*** Supplied material Section Begins ***
impl Tree {
    /// Grows a tree on the two corpora using `weights` for split scoring.
    ///
    /// Fails when the corpora disagree on feature count, when `weights`
    /// does not line up with them, or when both corpora are empty.
    pub fn train(
        signal: &DataSet,
        background: &DataSet,
        weights: &SampleWeights,
        config: SplitFinderConfig,
    ) -> Result<Tree> {
        let num_features = validate_pair(signal, background)?;
        weights.check_matches(signal, background)?;
        let root_counts =
            class_counts(signal.len(), background.len())?.ok_or(ForestError::EmptyTrainingData)?;

        let finder = SplitFinder::new(signal, background, weights, config);
        let mut nodes = vec![Node::terminal(root_counts)];
        let mut stack: Vec<(NodeIndex, Vec<usize>, Vec<usize>)> = vec![(
            0,
            (0..signal.len()).collect(),
            (0..background.len()).collect(),
        )];

        while let Some((index, signal_idx, background_idx)) = stack.pop() {
            let Some(candidate) = finder.choose_split(&signal_idx, &background_idx) else {
                continue;
            };
            let split = candidate.split();

            let (signal_low, signal_high) =
                signal.partition(&signal_idx, split.feature, split.threshold);
            let (background_low, background_high) =
                background.partition(&background_idx, split.feature, split.threshold);

            let low_counts = class_counts(signal_low.len(), background_low.len())?;
            let high_counts = class_counts(signal_high.len(), background_high.len())?;
            let (Some(low_counts), Some(high_counts)) = (low_counts, high_counts) else {
                // Scoring uses `< t` but routing uses `<= t`; a split can
                // still leave one side empty.
                log::debug!(
                    "Discarding split x[{}] <= {}: one side is empty",
                    split.feature,
                    split.threshold
                );
                continue;
            };

            let low = nodes.len();
            nodes.push(Node::terminal(low_counts));
            let high = nodes.len();
            nodes.push(Node::terminal(high_counts));
            let counts = nodes[index].counts;
            nodes[index] = Node::branch(counts, split, low, high);

            stack.push((high, signal_high, background_high));
            stack.push((low, signal_low, background_low));
        }

        let tree = Tree {
            nodes,
            num_features,
        };
        log::debug!(
            "Trained tree with {} nodes, {} terminals, depth {}",
            tree.num_nodes(),
            tree.num_terminals(),
            tree.depth()
        );
        Ok(tree)
    }

    /// Grows a tree with each point's initial weight and the default grid.
    pub fn train_with_defaults(signal: &DataSet, background: &DataSet) -> Result<Tree> {
        let weights = SampleWeights::from_datasets(signal, background);
        Self::train(signal, background, &weights, SplitFinderConfig::default())
    }

    /// Builds a tree from an arena, checking that every child index points
    /// forward into the arena and that each node has exactly one parent.
    pub(crate) fn from_nodes(nodes: Vec<Node>) -> Result<Tree> {
        ensure!(
            !nodes.is_empty(),
            ForestError::serialization("tree has no nodes")
        );

        let mut has_parent = vec![false; nodes.len()];
        let mut num_features = 0;
        for (index, node) in nodes.iter().enumerate() {
            if let NodeKind::Branch { split, low, high, .. } = node.kind {
                for child in [low, high] {
                    ensure!(
                        child > index && child < nodes.len() && !has_parent[child],
                        ForestError::serialization(format!(
                            "node {} has invalid child {}",
                            index, child
                        ))
                    );
                    has_parent[child] = true;
                }
                num_features = num_features.max(split.feature + 1);
            }
        }

        Ok(Tree {
            nodes,
            num_features,
        })
    }

    /// Purity of the node reached by `row`, honoring suppression.
    pub fn run_data_point<R: FeatureRow + ?Sized>(&self, row: &R) -> f64 {
        self.run_from(0, row)
    }

    /// Like [`run_data_point`](Self::run_data_point) but starts at `node`.
    pub fn run_from<R: FeatureRow + ?Sized>(&self, mut node: NodeIndex, row: &R) -> f64 {
        loop {
            let current = &self.nodes[node];
            match current.active_split() {
                Some((split, low, high)) => {
                    node = if split.goes_low(row) { low } else { high };
                }
                None => return current.purity(),
            }
        }
    }

    /// Predicts every row of a feature matrix.
    pub fn predict_batch(&self, features: ArrayView2<'_, f64>) -> Result<Array1<f64>> {
        ensure!(
            features.ncols() >= self.num_features,
            ForestError::prediction(format!(
                "rows have {} features, tree needs {}",
                features.ncols(),
                self.num_features
            ))
        );
        Ok(features
            .axis_iter(Axis(0))
            .map(|row| self.run_data_point(&row))
            .collect())
    }

    /// Cost-complexity pruning against the given corpora.
    ///
    /// Walks the tree bottom-up. A branch is kept when
    /// `error + alpha * terminals(children) < purity + alpha`, where `error`
    /// is the fraction of the points reaching the branch that its current
    /// output misclassifies; otherwise it is suppressed. Suppressed branches
    /// count as one terminal and are not revisited. Returns the number of
    /// effective terminals.
    pub fn prune(&mut self, signal: &DataSet, background: &DataSet, alpha: f64) -> Result<usize> {
        ensure!(
            alpha.is_finite(),
            ForestError::invalid_parameter("alpha", alpha.to_string(), "must be finite")
        );
        let num_features = validate_pair(signal, background)?;
        ensure!(
            num_features >= self.num_features || (signal.is_empty() && background.is_empty()),
            ForestError::dataset(format!(
                "corpora have {} features, tree needs {}",
                num_features, self.num_features
            ))
        );

        let mut terminals = vec![0usize; self.nodes.len()];
        let mut stack = vec![PruneFrame::Enter {
            node: 0,
            signal: (0..signal.len()).collect(),
            background: (0..background.len()).collect(),
        }];

        while let Some(frame) = stack.pop() {
            match frame {
                PruneFrame::Enter {
                    node,
                    signal: signal_idx,
                    background: background_idx,
                } => match self.nodes[node].active_split() {
                    None => terminals[node] = 1,
                    Some((split, low, high)) => {
                        let (signal_low, signal_high) =
                            signal.partition(&signal_idx, split.feature, split.threshold);
                        let (background_low, background_high) =
                            background.partition(&background_idx, split.feature, split.threshold);
                        stack.push(PruneFrame::Exit {
                            node,
                            signal: signal_idx,
                            background: background_idx,
                        });
                        stack.push(PruneFrame::Enter {
                            node: high,
                            signal: signal_high,
                            background: background_high,
                        });
                        stack.push(PruneFrame::Enter {
                            node: low,
                            signal: signal_low,
                            background: background_low,
                        });
                    }
                },
                PruneFrame::Exit {
                    node,
                    signal: signal_idx,
                    background: background_idx,
                } => {
                    let Some((low, high)) = self.nodes[node].children() else {
                        continue;
                    };
                    let subtree = terminals[low] + terminals[high];
                    let error =
                        self.error_fraction(node, signal, background, &signal_idx, &background_idx);
                    let cost = error + alpha * subtree as f64;
                    let budget = self.nodes[node].purity() + alpha;

                    if cost < budget {
                        terminals[node] = subtree;
                    } else {
                        self.nodes[node].set_suppressed(true);
                        terminals[node] = 1;
                    }
                }
            }
        }

        log::debug!(
            "Pruned tree with alpha {}: {} terminals, {} suppressed branches",
            alpha,
            terminals[0],
            self.num_suppressed()
        );
        Ok(terminals[0])
    }

    /// Fraction of the given points misclassified by the subtree at `node`.
    fn error_fraction(
        &self,
        node: NodeIndex,
        signal: &DataSet,
        background: &DataSet,
        signal_idx: &[usize],
        background_idx: &[usize],
    ) -> f64 {
        let total = signal_idx.len() + background_idx.len();
        if total == 0 {
            return 0.0;
        }

        let wrong_signal = signal_idx
            .iter()
            .filter(|&&i| !Class::from_purity(self.run_from(node, &signal.points()[i])).is_signal())
            .count();
        let wrong_background = background_idx
            .iter()
            .filter(|&&i| {
                Class::from_purity(self.run_from(node, &background.points()[i])).is_signal()
            })
            .count();

        (wrong_signal + wrong_background) as f64 / total as f64
    }

    /// Clears every suppression flag, restoring the fully grown tree.
    pub fn reset_suppression(&mut self) {
        for node in &mut self.nodes {
            node.set_suppressed(false);
        }
    }

    /// Suppression flag of every node in arena order (false for terminals).
    pub fn suppression_state(&self) -> Vec<bool> {
        self.nodes.iter().map(Node::is_suppressed).collect()
    }

    /// Returns the number of nodes in the arena, suppressed subtrees included.
    pub fn num_nodes(&self) -> usize {
        self.nodes.len()
    }

    /// Terminals reachable from the root, counting suppressed branches as one.
    pub fn num_terminals(&self) -> usize {
        self.effective_walk()
            .filter(|&(node, _)| self.nodes[node].is_effectively_terminal())
            .count()
    }

    /// Number of suppressed branches anywhere in the arena.
    pub fn num_suppressed(&self) -> usize {
        self.nodes.iter().filter(|node| node.is_suppressed()).count()
    }

    /// Longest root-to-terminal path in edges, honoring suppression.
    pub fn depth(&self) -> usize {
        self.effective_walk().map(|(_, depth)| depth).max().unwrap_or(0)
    }

    /// Training purity of the root.
    pub fn purity(&self) -> f64 {
        self.root().purity()
    }

    pub fn root(&self) -> &Node {
        &self.nodes[0]
    }

    pub fn node(&self, index: NodeIndex) -> Option<&Node> {
        self.nodes.get(index)
    }

    pub fn nodes(&self) -> &[Node] {
        &self.nodes
    }

    /// Minimum feature vector length needed to route a row.
    pub fn num_features(&self) -> usize {
        self.num_features
    }

    /// Number of active splits on each feature.
    pub fn feature_usage(&self) -> Array1<usize> {
        let mut usage = Array1::zeros(self.num_features);
        for (node, _) in self.effective_walk() {
            if let Some((split, _, _)) = self.nodes[node].active_split() {
                usage[split.feature] += 1;
            }
        }
        usage
    }

    /// Active splits in preorder.
    pub fn splits(&self) -> Vec<Split> {
        self.effective_walk()
            .filter_map(|(node, _)| self.nodes[node].active_split().map(|(split, _, _)| split))
            .collect()
    }

    /// Visits reachable nodes in preorder with their depth, stopping at
    /// suppressed branches.
    fn effective_walk(&self) -> impl Iterator<Item = (NodeIndex, usize)> + '_ {
        let mut stack = vec![(0, 0)];
        std::iter::from_fn(move || {
            let (node, depth) = stack.pop()?;
            if let Some((_, low, high)) = self.nodes[node].active_split() {
                stack.push((high, depth + 1));
                stack.push((low, depth + 1));
            }
            Some((node, depth))
        })
    }

    /// Writes the fully grown tree in the binary record format.
    pub fn export<W: Write>(&self, writer: &mut W) -> Result<()> {
        tree_format::write_tree(self, writer)
    }

    /// Reads a tree written by [`Tree::export`]; nothing is suppressed.
    pub fn import<R: Read>(reader: &mut R) -> Result<Tree> {
        tree_format::read_tree(reader)
    }

    /// Snapshot of the whole arena (suppression included) as JSON.
    pub fn to_json(&self) -> Result<String> {
        Ok(serde_json::to_string(self)?)
    }

    pub fn from_json(json: &str) -> Result<Self> {
        let tree: Tree = serde_json::from_str(json)?;
        let num_features = tree.num_features;
        let mut checked = Self::from_nodes(tree.nodes)?;
        checked.num_features = checked.num_features.max(num_features);
        Ok(checked)
    }
}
*** Supplied material Section Ends ***
**Assigned task**
Among the entries above, how many lines hold the word "serialization"? Reply with only that number.

**Result of the exercise**
2